» Task directions: Search the entries below. Return every line that has "RatingAggregate" in it.

» Stored items:
▼
//! Repository implementations

mod agent;
mod stats;
mod transaction;

pub use agent::{AgentRepo, LIST_LIMIT};
pub use stats::StatsRepo;
pub use transaction::{TransactionRepo, RECENT_TRANSACTIONS};
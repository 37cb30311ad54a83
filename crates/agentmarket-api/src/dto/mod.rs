//! Data Transfer Objects
//!
//! Request and response types for the API. Wire names are camelCase.

pub mod agent;
pub mod common;
pub mod market;
pub mod transaction;

pub use agent::*;
pub use common::*;
pub use market::*;
pub use transaction::*;
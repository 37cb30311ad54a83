//! Running-average agent rating

use serde::{Deserialize, Serialize};

use crate::{TypesError, TypesResult};

/// Lowest accepted vote
pub const MIN_RATING: f64 = 1.0;

/// Highest accepted vote
pub const MAX_RATING: f64 = 5.0;

/// Aggregate rating of an agent: the mean of all votes and how many there were
#[derive(Debug, Clone, Copy, PartialEq, Default, Serialize, Deserialize)]
#[serde(rename_all = "camelCase")]
pub struct RatingAggregate {
    pub rating: f64,
    pub rating_count: i64,
}

impl RatingAggregate {
    pub fn new(rating: f64, rating_count: i64) -> Self {
        Self { rating, rating_count }
    }

    /// Check a single vote against the accepted range
    pub fn validate_vote(vote: f64) -> TypesResult<f64> {
        if vote.is_finite() && (MIN_RATING..=MAX_RATING).contains(&vote) {
            Ok(vote)
        } else {
            Err(TypesError::RatingOutOfRange {
                value: vote.to_string(),
                min: MIN_RATING,
                max: MAX_RATING,
            })
        }
    }

    /// Fold one vote into the aggregate.
    ///
    /// `(oldMean * oldCount + vote) / (oldCount + 1)`. The store applies the
    /// same formula in a single statement.
    pub fn record(&self, vote: f64) -> TypesResult<Self> {
        let vote = Self::validate_vote(vote)?;
        let count = self.rating_count + 1;
        let sum = self.rating * self.rating_count as f64 + vote;
        Ok(Self {
            rating: sum / count as f64,
            rating_count: count,
        })
    }
}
▲
» Output of the exercise:
pub struct RatingAggregate {
impl RatingAggregate {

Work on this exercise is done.